### What the task requires
Could you print every line from the first one of the records below through the line containing "new CLI error", with both included and nothing else?

### Data shown
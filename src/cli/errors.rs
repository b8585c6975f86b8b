//! CLI-specific error types
//!
//! All CLI errors are fatal for the invocation: printed as `CODE: message`
//! on stderr, exit status 1.

use std::fmt;
use std::io;

use crate::config::ConfigError;
use crate::dataset::DatasetError;

/// CLI error codes
#[derive(Debug, Clone, PartialEq, Eq)]
pub enum CliErrorCode {
    /// Configuration file error
    ConfigError,
    /// Dataset could not be loaded
    DatasetError,
    /// I/O error (stdout, map file)
    IoError,
    /// `--lat/--lon` outside the valid coordinate range
    InvalidLocation,
    /// Config file already exists
    AlreadyInitialized,
    /// HTTP server failed
    ServeFailed,
}

impl CliErrorCode {
    /// Get the error code string
    pub fn code(&self) -> &'static str {
        match self {
            Self::ConfigError => "REACTOR_CLI_CONFIG_ERROR",
            Self::DatasetError => "REACTOR_CLI_DATASET_ERROR",
            Self::IoError => "REACTOR_CLI_IO_ERROR",
            Self::InvalidLocation => "REACTOR_CLI_INVALID_LOCATION",
            Self::AlreadyInitialized => "REACTOR_CLI_ALREADY_INITIALIZED",
            Self::ServeFailed => "REACTOR_CLI_SERVE_FAILED",
        }
    }
}

/// CLI error
#[derive(Debug)]
pub struct CliError {
    code: CliErrorCode,
    message: String,
}

impl CliError {
    /// Create a new CLI error
    pub fn new(code: CliErrorCode, message: impl Into<String>) -> Self {
        Self {
            code,
            message: message.into(),
        }
    }

    /// Config error
    pub fn config_error(msg: impl Into<String>) -> Self {
        Self::new(CliErrorCode::ConfigError, msg)
    }

    /// Dataset error
    pub fn dataset_error(msg: impl Into<String>) -> Self {
        Self::new(CliErrorCode::DatasetError, msg)
    }

    /// I/O error
    pub fn io_error(msg: impl Into<String>) -> Self {
        Self::new(CliErrorCode::IoError, msg)
    }

    /// Coordinates given on the command line are out of range
    pub fn invalid_location(latitude: f64, longitude: f64) -> Self {
        Self::new(
            CliErrorCode::InvalidLocation,
            format!("Location ({}, {}) is out of range", latitude, longitude),
        )
    }

    /// Config file already present
    pub fn already_initialized(path: impl fmt::Display) -> Self {
        Self::new(
            CliErrorCode::AlreadyInitialized,
            format!("Config file '{}' already exists", path),
        )
    }

    /// Server failure
    pub fn serve_failed(msg: impl Into<String>) -> Self {
        Self::new(CliErrorCode::ServeFailed, msg)
    }

    /// Get the error code
    pub fn code(&self) -> &CliErrorCode {
        &self.code
    }

    /// Get the error code string
    pub fn code_str(&self) -> &'static str {
        self.code.code()
    }

    /// Get the error message
    pub fn message(&self) -> &str {
        &self.message
    }
}

impl fmt::Display for CliError {
    fn fmt(&self, f: &mut fmt::Formatter<'_>) -> fmt::Result {
        write!(f, "{}: {}", self.code.code(), self.message)
    }
}

impl std::error::Error for CliError {}

impl From<io::Error> for CliError {
    fn from(e: io::Error) -> Self {
        Self::io_error(e.to_string())
    }
}

impl From<serde_json::Error> for CliError {
    fn from(e: serde_json::Error) -> Self {
        Self::io_error(format!("JSON error: {}", e))
    }
}

impl From<ConfigError> for CliError {
    fn from(e: ConfigError) -> Self {
        Self::config_error(e.to_string())
    }
}

impl From<DatasetError> for CliError {
    fn from(e: DatasetError) -> Self {
        Self::dataset_error(e.to_string())
    }
}

/// CLI result type
pub type CliResult<T> = Result<T, CliError>;

#[cfg(test)]
mod tests {
    use super::*;

    #[test]
    fn test_display_includes_code() {
        let err = CliError::from(DatasetError::MissingColumn("Latitude"));
        assert_eq!(err.code(), &CliErrorCode::DatasetError);
        assert_eq!(
            err.to_string(),
            "REACTOR_CLI_DATASET_ERROR: Missing required column 'Latitude'"
        );
    }

    #[test]
    fn test_config_error_conversion() {
        let err = CliError::from(ConfigError::Invalid("threshold_km must be >= 0".into()));
        assert_eq!(err.code_str(), "REACTOR_CLI_CONFIG_ERROR");
        assert!(err.message().contains("threshold_km"));
    }
}
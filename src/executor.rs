mod diagnostics;

use std::collections::HashMap;
use std::sync::mpsc::{Sender, channel};
use std::time::{Duration, Instant};

use tracing::Level;

use crate::core::{ArcStr, CreateContext, Dynamic, Key, Resource};
use crate::created::CreatedEvent;
use crate::error::TaskError;
use crate::group::{TaskGroup, TaskOutcome};

pub use diagnostics::{Diagnostics, TaskExecution};

/// (key, name, work result, start, duration)
type Completion = (Key, ArcStr, anyhow::Result<Dynamic>, Instant, Duration);

/// Drives a task group to settlement on the Rayon pool.
///
/// The group's bookkeeping is owned by this single control flow. Ready tasks
/// fan out to worker threads; their completions funnel back through one
/// channel and are recorded here, which in turn unlocks and dispatches the
/// next wave. Tasks with a failed or skipped prerequisite are completed
/// inline as `Skipped` without dispatching their work.
///
/// Each `Created` outcome is mirrored to `events` when a sink is given.
pub(crate) fn run_group_parallel<E: Send + Sync>(
    group: &mut TaskGroup<E>,
    env: &E,
    events: Option<&Sender<CreatedEvent>>,
) -> Diagnostics {
    group.prepare();

    if group.is_settled() {
        return Diagnostics::default();
    }

    let mut execution_times = HashMap::new();

    // in_place_scope keeps this loop on the calling thread instead of
    // migrating it onto a pool worker, so a one-thread pool still has a
    // free worker for the spawned tasks.
    rayon::in_place_scope(|s| {
        let (result_sender, result_receiver) = channel::<Completion>();

        dispatch_ready(s, group, env, &result_sender, events);

        // An acyclic graph always has a ready task while any task is
        // unreported, so recv() only blocks while work is in flight.
        while !group.is_settled() {
            let (key, name, result, start, duration) = result_receiver.recv().unwrap();

            let outcome = match result {
                Ok(value) => TaskOutcome::Created(Resource::new(key, name, value)),
                Err(err) => TaskOutcome::Failed(TaskError::new(err)),
            };

            record(group, key, outcome, events);
            execution_times.insert(key, TaskExecution { start, duration });

            dispatch_ready(s, group, env, &result_sender, events);
        }
    });

    tracing::info!(tasks = execution_times.len(), "Batch settled");
    Diagnostics { execution_times }
}

/// Pulls every currently ready task and either dispatches its work, skips
/// it, or re-reports a frozen outcome. Inline completions can ready further
/// tasks, so this loops until the queue is drained.
fn dispatch_ready<'a, E: Send + Sync>(
    s: &rayon::Scope<'a>,
    group: &mut TaskGroup<E>,
    env: &'a E,
    results: &Sender<Completion>,
    events: Option<&Sender<CreatedEvent>>,
) {
    while let Some(key) = group.get_next() {
        // A frozen outcome from an earlier run: nothing left to execute.
        if group.outcome(key).is_some() {
            group.report_completion(key).unwrap();
            continue;
        }

        if let Some(blocked_on) = blocking_prerequisite(group, key) {
            tracing::debug!(task = %key, blocked_on = %blocked_on, "Skipping task");
            record(group, key, TaskOutcome::Skipped { blocked_on }, events);
            continue;
        }

        spawn_work(s, group, key, env, results);
    }
}

/// Records an outcome and reports the completion, mirroring created
/// resources to the event sink. The sink's receiver may already be gone;
/// a failed send only stops event delivery.
fn record<E: Send + Sync>(
    group: &mut TaskGroup<E>,
    key: Key,
    outcome: TaskOutcome,
    events: Option<&Sender<CreatedEvent>>,
) {
    if let TaskOutcome::Created(resource) = &outcome
        && let Some(sink) = events
    {
        let _ = sink.send(CreatedEvent {
            resource: resource.clone(),
            top_level: group.is_root(key),
        });
    }

    group.complete(key, outcome).unwrap();
    group.report_completion(key).unwrap();
}

/// The first prerequisite of `key` that did not end up `Created`, if any.
/// Declared dependencies are checked in declaration order, then ordering
/// links.
fn blocking_prerequisite<E: Send + Sync>(group: &TaskGroup<E>, key: Key) -> Option<Key> {
    let node = group.node_of(key)?;

    for dep in &node.requires {
        match group.outcome(dep.key()) {
            Some(outcome) if outcome.is_created() => {}
            _ => return Some(dep.key()),
        }
    }

    for dep in group.prerequisites(key) {
        match group.outcome(dep) {
            Some(outcome) if outcome.is_created() => {}
            _ => return Some(dep),
        }
    }

    None
}

fn spawn_work<'a, E: Send + Sync>(
    s: &rayon::Scope<'a>,
    group: &TaskGroup<E>,
    key: Key,
    env: &'a E,
    results: &Sender<Completion>,
) {
    let node = group.node_of(key).unwrap().clone();

    // Inputs resolve by declared position from the frozen outcomes.
    let inputs: Vec<Dynamic> = node
        .requires
        .iter()
        .map(|dep| {
            let outcome = group.outcome(dep.key()).and_then(TaskOutcome::created);
            outcome.unwrap().value.clone()
        })
        .collect();

    let sender = results.clone();

    s.spawn(move |_| {
        let span = tracing::span!(Level::INFO, "create", task = %node.name);
        let _enter = span.enter();

        let context = CreateContext {
            env,
            key,
            name: &node.name,
        };

        let start_time = Instant::now();

        // AssertUnwindSafe: a panicking task only ever touches its own
        // cloned inputs, never bookkeeping shared with other threads.
        let output = match std::panic::catch_unwind(std::panic::AssertUnwindSafe(|| {
            (node.work)(&context, &inputs)
        })) {
            Ok(result) => result,
            Err(panic) => {
                let msg = if let Some(s) = panic.downcast_ref::<&str>() {
                    format!("Task panicked: {s}")
                } else if let Some(s) = panic.downcast_ref::<String>() {
                    format!("Task panicked: {s}")
                } else {
                    String::from("Task panicked with unknown payload")
                };

                Err(anyhow::anyhow!(msg))
            }
        };

        let elapsed = start_time.elapsed();

        sender
            .send((key, node.name.clone(), output, start_time, elapsed))
            .unwrap();
    });
}

#[cfg(test)]
mod test {
    use std::sync::Arc;
    use std::sync::atomic::{AtomicUsize, Ordering};
    use std::sync::mpsc::channel;

    use super::*;
    use crate::Batch;

    #[test]
    fn test_chain_runs_in_dependency_order() {
        let mut batch = Batch::<()>::new();
        let c = batch.define("c").create_with(|_| Ok(1u32));
        let b = batch
            .define("b")
            .requires(c.clone())
            .create_with(|_, n| Ok(n + 1));
        let a = batch
            .define("a")
            .requires(b.clone())
            .create_with(|_, n| Ok(n + 1));

        let mut group = TaskGroup::build(&[a.clone()]).unwrap();
        let diagnostics = run_group_parallel(&mut group, &(), None);

        assert_eq!(diagnostics.len(), 3);
        assert_eq!(diagnostics.finished_before(c.key(), b.key()), Some(true));
        assert_eq!(diagnostics.finished_before(b.key(), a.key()), Some(true));

        let resource = group.outcome(a.key()).unwrap().created().unwrap();
        assert_eq!(resource.downcast_ref::<u32>(), Some(&3));
    }

    #[test]
    fn test_shared_dependency_runs_once() {
        let counter = Arc::new(AtomicUsize::new(0));

        let mut batch = Batch::<()>::new();
        let net = {
            let counter = counter.clone();
            batch.define("net").create_with(move |_| {
                counter.fetch_add(1, Ordering::SeqCst);
                Ok(String::from("vnet"))
            })
        };
        let vm_a = batch
            .define("vm-a")
            .requires(net.clone())
            .create_with(|_, net| Ok(format!("a on {net}")));
        let vm_b = batch
            .define("vm-b")
            .requires(net.clone())
            .create_with(|_, net| Ok(format!("b on {net}")));

        let mut group = TaskGroup::build(&[vm_a, vm_b]).unwrap();
        run_group_parallel(&mut group, &(), None);

        assert_eq!(counter.load(Ordering::SeqCst), 1);
    }

    #[test]
    fn test_failure_skips_dependents_only() {
        let mut batch = Batch::<()>::new();
        let bad = batch
            .define("bad")
            .create_with(|_| Err::<u32, _>(anyhow::anyhow!("quota exceeded")));
        let below = batch
            .define("below")
            .requires(bad.clone())
            .create_with(|_, n| Ok(n + 1));
        let bottom = batch
            .define("bottom")
            .requires(below.clone())
            .create_with(|_, n| Ok(n + 1));
        let independent = batch.define("independent").create_with(|_| Ok(7u32));

        let mut group = TaskGroup::build(&[bottom.clone(), independent.clone()]).unwrap();
        run_group_parallel(&mut group, &(), None);

        assert!(matches!(
            group.outcome(bad.key()),
            Some(TaskOutcome::Failed(_))
        ));
        assert!(matches!(
            group.outcome(below.key()),
            Some(TaskOutcome::Skipped { blocked_on }) if *blocked_on == bad.key()
        ));
        assert!(matches!(
            group.outcome(bottom.key()),
            Some(TaskOutcome::Skipped { blocked_on }) if *blocked_on == below.key()
        ));
        assert!(group.outcome(independent.key()).unwrap().is_created());
    }

    #[test]
    fn test_panic_becomes_failed_outcome() {
        let mut batch = Batch::<()>::new();
        let boom = batch
            .define("boom")
            .create_with(|_| -> anyhow::Result<u32> { panic!("unexpected") });
        let calm = batch.define("calm").create_with(|_| Ok(1u32));

        let mut group = TaskGroup::build(&[boom.clone(), calm.clone()]).unwrap();
        run_group_parallel(&mut group, &(), None);

        match group.outcome(boom.key()) {
            Some(TaskOutcome::Failed(err)) => {
                assert!(err.to_string().contains("panicked"));
            }
            other => panic!("expected failure, got {other:?}"),
        }
        assert!(group.outcome(calm.key()).unwrap().is_created());
    }

    #[test]
    fn test_redriving_a_settled_group_does_not_rerun_work() {
        let counter = Arc::new(AtomicUsize::new(0));

        let mut batch = Batch::<()>::new();
        let once = {
            let counter = counter.clone();
            batch.define("once").create_with(move |_| {
                counter.fetch_add(1, Ordering::SeqCst);
                Ok(1u32)
            })
        };

        let mut group = TaskGroup::build(&[once]).unwrap();
        run_group_parallel(&mut group, &(), None);
        let second = run_group_parallel(&mut group, &(), None);

        assert_eq!(counter.load(Ordering::SeqCst), 1);
        // The replay executed nothing, so it logged nothing.
        assert!(second.is_empty());
    }

    #[test]
    fn test_created_events_are_mirrored() {
        let mut batch = Batch::<()>::new();
        let net = batch.define("net").create_with(|_| Ok(String::from("n")));
        let vm = batch
            .define("vm")
            .requires(net.clone())
            .create_with(|_, net| Ok(format!("vm on {net}")));

        let mut group = TaskGroup::build(&[vm.clone()]).unwrap();
        let (tx, rx) = channel();
        run_group_parallel(&mut group, &(), Some(&tx));
        drop(tx);

        let events: Vec<CreatedEvent> = rx.iter().collect();
        assert_eq!(events.len(), 2);

        let net_event = events.iter().find(|e| e.resource.key() == net.key()).unwrap();
        assert!(!net_event.top_level);
        let vm_event = events.iter().find(|e| e.resource.key() == vm.key()).unwrap();
        assert!(vm_event.top_level);
    }

    #[test]
    fn test_failed_link_predecessor_skips_dependent() {
        let ran = Arc::new(AtomicUsize::new(0));

        let mut batch = Batch::<()>::new();
        let gate = batch
            .define("gate")
            .create_with(|_| Err::<u32, _>(anyhow::anyhow!("gate down")));
        let follower = {
            let ran = ran.clone();
            batch.define("follower").create_with(move |_| {
                ran.fetch_add(1, Ordering::SeqCst);
                Ok(1u32)
            })
        };

        let mut group = TaskGroup::build(&[gate.clone(), follower.clone()]).unwrap();
        // No data flows between the two; only the ordering edge does.
        group.link(gate.key(), follower.key()).unwrap();
        run_group_parallel(&mut group, &(), None);

        assert!(matches!(
            group.outcome(follower.key()),
            Some(TaskOutcome::Skipped { blocked_on }) if *blocked_on == gate.key()
        ));
        assert_eq!(ran.load(Ordering::SeqCst), 0);
    }

    #[test]
    fn test_wide_fanout_settles() {
        let mut batch = Batch::<()>::new();
        let leaves: Vec<_> = (0..64)
            .map(|i| batch.define("leaf").create_with(move |_| Ok(i as u32)))
            .collect();
        let top = batch
            .define("top")
            .requires(leaves.clone())
            .create_with(|_, values| Ok(values.into_iter().sum::<u32>()));

        let mut group = TaskGroup::build(&[top.clone()]).unwrap();
        run_group_parallel(&mut group, &(), None);

        let resource = group.outcome(top.key()).unwrap().created().unwrap();
        assert_eq!(resource.downcast_ref::<u32>(), Some(&(0..64).sum::<u32>()));
    }
}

### Response to this task
filename src/cli/errors.rs
repository b8585c6975f86b8b
//! CLI-specific error types
//!
//! All CLI errors are fatal for the invocation: printed as `CODE: message`
//! on stderr, exit status 1.

use std::fmt;
use std::io;

use crate::config::ConfigError;
use crate::dataset::DatasetError;

/// CLI error codes
#[derive(Debug, Clone, PartialEq, Eq)]
pub enum CliErrorCode {
    /// Configuration file error
    ConfigError,
    /// Dataset could not be loaded
    DatasetError,
    /// I/O error (stdout, map file)
    IoError,
    /// `--lat/--lon` outside the valid coordinate range
    InvalidLocation,
    /// Config file already exists
    AlreadyInitialized,
    /// HTTP server failed
    ServeFailed,
}

impl CliErrorCode {
    /// Get the error code string
    pub fn code(&self) -> &'static str {
        match self {
            Self::ConfigError => "REACTOR_CLI_CONFIG_ERROR",
            Self::DatasetError => "REACTOR_CLI_DATASET_ERROR",
            Self::IoError => "REACTOR_CLI_IO_ERROR",
            Self::InvalidLocation => "REACTOR_CLI_INVALID_LOCATION",
            Self::AlreadyInitialized => "REACTOR_CLI_ALREADY_INITIALIZED",
            Self::ServeFailed => "REACTOR_CLI_SERVE_FAILED",
        }
    }
}

/// CLI error
#[derive(Debug)]
pub struct CliError {
    code: CliErrorCode,
    message: String,
}

impl CliError {
    /// Create a new CLI error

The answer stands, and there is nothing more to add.